President Biden’s hysteria over the bill likely helped Mr. Kemp bolster his conservative credibility. Ditto for Mr. Raffensperger, who wrote an op-ed on these pages comparing Mr. Trump’s bad loser tempers to those of Democrat Stacey Abrams, who refused to concede Georgia’s 2018 gubernatorial election. Days before the January 6 riot, Mr Trump harassed Mr Raffensperger on a phone call to “find 11,780 votes”. Audio of this was leaked to the press.
But nothing unites the right more than opposition to the left, and Mr. Raffensperger defended Georgia’s electoral law. After New York City requested non-citizen voting rights in local elections, he called for the US Constitution to be amended to allow only citizens to vote.
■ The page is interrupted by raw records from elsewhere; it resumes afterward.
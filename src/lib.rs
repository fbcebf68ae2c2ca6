// Copyright 2025 The Rustux Authors
//
// Use of this source code is governed by a MIT-style
// license that can be found in the LICENSE file or at
// https://opensource.org/licenses/MIT

//! Rustux ARM Physical Map
//!
//! This crate is the machine-dependent half of the Rustux virtual memory
//! system for ARMv4 through ARMv7 processors using the short-descriptor
//! translation table format. It owns the hardware page tables of every
//! address space, keeps the reverse mappings of every managed physical page,
//! and performs the cache and TLB maintenance each mapping change requires.
//!
//! # Organization
//!
//! - [`kernel::vm`] - Address layout, protection flags and the VM error type
//! - [`kernel::pmm`] - Physical frame supply for page tables
//! - [`kernel::arch::arm::pte`] - Descriptor encoding for each MMU variant
//! - [`kernel::arch::arm::cpufunc`] - Cache/TLB/MMU register operations
//! - [`kernel::arch::arm::pmap`] - Address spaces and mapping operations
//!
//! The crate is `no_std` and only needs `alloc`. Unit tests run on the host
//! against the software CPU model in [`kernel::arch::arm::cpufunc::SoftCpu`].

#![cfg_attr(not(test), no_std)]

extern crate alloc;

// Trace macros
pub mod trace;

// Kernel modules
pub mod kernel;

pub use kernel::arch::arm::cpufunc::{CpuFuncs, SoftCpu};
pub use kernel::arch::arm::pmap::{
    BootTables, CacheState, DevMap, EnterFlags, Pmap, PmapActivation, PmapConfig, PmapContext,
    PmapStats,
};
pub use kernel::arch::arm::pte::{CacheMode, Granularity, MmuVariant, PteKind, PteTemplates};
pub use kernel::pmm::{FrameArena, PageAllocator};
pub use kernel::vm::{PAddr, Result, VAddr, VmError, VmProt};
Fighting for election integrity is not the same as pretending to see Mr. Trump’s 2020 phantasms. Messrs. Raffensperger and Kemp were confirmed in their right to vote because the turnout in the primary elections was robust.
Georgia Republicans may have learned from tough experiences in the 2021 Senate runoff. Mr. Trump raged about cheating without evidence, and GOP turnout plummeted. The party lost two Senate seats, including Mr Perdues. Democrats took full control of Washington, unleashing progressive policies and 8% inflation.
Will Vulcan Mr. Trump now climb Mount Vesuvius and attempt to bury Messrs. Kemp and Raffensperger in November? The political differences between Messrs. Kemp and Perdue are minor. They should be able to unite against far-left Ms Abrams, who is running again after building a national media profile. The Democrats will pour tens of millions of dollars into the race.
But Mr Trump is so vindictive of Mr Kemp that he occasionally suggests he would prefer a Governor Abrams. “Stacey, would you like to take his place?” Mr Trump said at a rally last fall. “It’s fine with me.” This week, on his Twitter impersonation Truth Social, Mr. Trump called Mr. Kemp “the worst electoral integrity governor in the country” who “can’t win the general election.”
This comes from the man who led the Republican Party up until 18 months ago and may want to return to the White House. His focus on personal grievances is a reminder of how Trump’s often-chaotic governance cost Republicans the House of Representatives in 2018, the White House in 2020, and the Senate in 2021.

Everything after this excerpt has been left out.